◆ **TASK DIRECTIONS**
Every line that contains "crate" must be located and copied from the data.

Start of SOURCE MATERIAL

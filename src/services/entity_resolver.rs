//! Batched get-or-create resolution for catalog sub-entities.
//!
//! The resolver turns a set of tag names (genres, platforms, publishers,
//! developers) into database ids, creating rows for names that do not
//! exist yet. It never issues one query per name: the whole batch is
//! handled in a fetch / conflict-ignoring insert / re-fetch cycle.

use crate::db::Store;
use crate::domain::EntityKind;
use crate::slug::slugify;
use anyhow::Result;
use chrono::Utc;
use std::collections::HashMap;
use tracing::warn;

/// Resolves catalog sub-entity names to ids, creating missing rows.
pub struct EntityResolver {
    store: Store,
}

impl EntityResolver {
    #[must_use]
    pub const fn new(store: Store) -> Self {
        Self { store }
    }

    /// Maps each name to the id of its tag row, creating rows as needed.
    ///
    /// Concurrent resolvers may race on the same names; the insert ignores
    /// conflicts and the following re-fetch picks up whichever row won. A
    /// name can also lose a *slug* race against a different name, in which
    /// case one more insert is attempted with a timestamp-suffixed slug.
    /// Names that still cannot be resolved are logged and omitted from the
    /// result rather than failing the whole batch.
    pub async fn resolve(
        &self,
        kind: EntityKind,
        names: &[String],
    ) -> Result<HashMap<String, i32>> {
        if names.is_empty() {
            return Ok(HashMap::new());
        }

        let mut resolved = self.fetch(kind, names).await?;

        let missing = Self::missing(names, &resolved);
        if missing.is_empty() {
            return Ok(resolved);
        }

        let rows: Vec<(String, String)> = missing
            .iter()
            .map(|name| ((*name).clone(), Self::slug_for(name)))
            .collect();
        self.store.insert_entities_ignore_conflicts(kind, &rows).await?;
        resolved = self.fetch(kind, names).await?;

        // Anything still missing lost a slug collision against a distinct
        // name; retry once with a disambiguated slug.
        let still_missing = Self::missing(names, &resolved);
        if !still_missing.is_empty() {
            let suffix = Utc::now().timestamp_millis();
            let rows: Vec<(String, String)> = still_missing
                .iter()
                .map(|name| ((*name).clone(), format!("{}-{suffix}", Self::slug_for(name))))
                .collect();
            self.store.insert_entities_ignore_conflicts(kind, &rows).await?;
            resolved = self.fetch(kind, names).await?;
        }

        for name in Self::missing(names, &resolved) {
            warn!("Could not resolve {kind} entity {name:?}, skipping");
        }

        Ok(resolved)
    }

    async fn fetch(&self, kind: EntityKind, names: &[String]) -> Result<HashMap<String, i32>> {
        let rows = self.store.find_entities_by_names(kind, names).await?;
        Ok(rows.into_iter().map(|(id, name)| (name, id)).collect())
    }

    fn missing(names: &[String], resolved: &HashMap<String, i32>) -> Vec<String> {
        names
            .iter()
            .filter(|name| !resolved.contains_key(*name))
            .cloned()
            .collect()
    }

    // Tag names with no slugifiable characters keep the name verbatim.
    fn slug_for(name: &str) -> String {
        let slug = slugify(name);
        if slug.is_empty() {
            name.to_string()
        } else {
            slug
        }
    }
}

#[cfg(test)]
mod tests {
    use super::*;

    #[test]
    fn slug_for_falls_back_on_unslugifiable_names() {
        assert_eq!(EntityResolver::slug_for("Role-Playing"), "role-playing");
        assert_eq!(EntityResolver::slug_for("★☆★"), "★☆★");
    }

    #[test]
    fn missing_preserves_input_order() {
        let names = vec!["RPG".to_string(), "Indie".to_string(), "Racing".to_string()];
        let resolved: HashMap<String, i32> = [("Indie".to_string(), 7)].into_iter().collect();
        assert_eq!(
            EntityResolver::missing(&names, &resolved),
            vec!["RPG".to_string(), "Racing".to_string()]
        );
    }
}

End of SOURCE MATERIAL

◆ **EXERCISE SOLUTION**
use crate::db::Store;
use crate::domain::EntityKind;
use crate::slug::slugify;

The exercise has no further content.